While I realize the decision to end contact with him was my own, the fact that he hasn't tried to reach out in the past almost 4 weeks is extremely hurtful to me. I am neither surprised nor expecting contact however if there was one iota of caring ever present, he would have tried to make contact in some way. I think this seems to be his final "fuck you". Ironically I thought that he had lobbed all he had in his arsenal at me by now.
Friday, December 1, 2017
Wisdom from experience
Today is day 25. I am hanging in there. Considering the circumstances, I guess you could say that I am thriving. I have almost made it 4 weeks without having any type of contact whatsoever with my own version of "pure heroin". Here are a few things I have learned so far:
1. Be prepared to fight your addiction every single day. Every. Damn. Day. Some days will be harder than others and vice versa but it's something you WILL have to face and fight every day.

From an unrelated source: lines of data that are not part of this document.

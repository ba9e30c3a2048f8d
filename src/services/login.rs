//! Callback orchestrator: sequences the code exchange, identity
//! reconciliation, and credential issuance for one login attempt, and
//! folds every recoverable failure into a frontend error redirect.

use std::sync::Arc;

use crate::config::FrontendConfig;
use crate::dtos::auth::AuthResponse;
use crate::error::AppError;
use crate::models::User;
use crate::services::directory::UserDirectory;
use crate::services::error::LoginError;
use crate::services::google::IdentityProvider;
use crate::services::jwt::JwtService;
use crate::services::reconcile::IdentityReconciler;

/// Validated callback parameters. Exactly one of `code` and `error` is
/// meaningful; absence of both is an input error.
#[derive(Debug)]
pub struct CallbackParams {
    pub code: Option<String>,
    pub error: Option<String>,
}

/// Terminal state of one callback invocation.
#[derive(Debug)]
pub enum CallbackOutcome {
    Success(AuthResponse),
    ErrorRedirect { location: String },
}

#[derive(Clone)]
pub struct GoogleLoginService {
    provider: Arc<dyn IdentityProvider>,
    reconciler: IdentityReconciler,
    jwt: JwtService,
    frontend: FrontendConfig,
}

impl GoogleLoginService {
    pub fn new(
        provider: Arc<dyn IdentityProvider>,
        directory: Arc<dyn UserDirectory>,
        jwt: JwtService,
        frontend: FrontendConfig,
    ) -> Self {
        Self {
            provider,
            reconciler: IdentityReconciler::new(directory),
            jwt,
            frontend,
        }
    }

    /// Run the state machine for one callback. Returns `Err` only for a
    /// signing/configuration fault, which is a server-side problem rather
    /// than a failed login and must not be redirected.
    pub async fn handle_callback(
        &self,
        params: CallbackParams,
    ) -> Result<CallbackOutcome, AppError> {
        if let Some(provider_error) = params.error {
            tracing::warn!(error = %provider_error, "Provider callback carried an error");
            return Ok(self.error_redirect(&provider_error));
        }

        let Some(code) = params.code else {
            return Ok(self.error_redirect("missing code"));
        };

        let user = match self.authenticate(&code).await {
            Ok(user) => user,
            Err(err) => {
                tracing::warn!(error = %err, "Google login failed");
                return Ok(self.error_redirect(&err.user_message()));
            }
        };

        let (access_token, refresh_token) = self
            .jwt
            .generate_token_pair(&user.user_id.to_string(), &user.email)
            .map_err(AppError::InternalError)?;

        tracing::info!(user_id = %user.user_id, "User logged in via Google");

        Ok(CallbackOutcome::Success(AuthResponse {
            user: user.sanitized(),
            access_token,
            refresh_token,
        }))
    }

    async fn authenticate(&self, code: &str) -> Result<User, LoginError> {
        let redirect_uri = self.frontend.redirect_uri();
        let access_token = self.provider.exchange_code(code, &redirect_uri).await?;
        let claims = self.provider.fetch_user_info(&access_token).await?;
        let user = self.reconciler.reconcile(&claims).await?;
        Ok(user)
    }

    fn error_redirect(&self, reason: &str) -> CallbackOutcome {
        CallbackOutcome::ErrorRedirect {
            location: self.frontend.error_redirect(reason),
        }
    }
}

2. When you have weak moments and you think you won't make it one second longer without engaging in your addiction of choice, find a good distraction. Distractions shouldn't be used all the time because then you aren't dealing with the root problem. However, distractions are good for some soothing relief in emergencies.
3. Make sure you praise yourself everyday for the progress you have made because YOU DESERVE IT!
4. Never, ever give up fighting. Sometimes it's an uphill bitch of a battle but just remember: you aren't alone. I am on the same hill, sometimes struggling but always determined to succeed!!!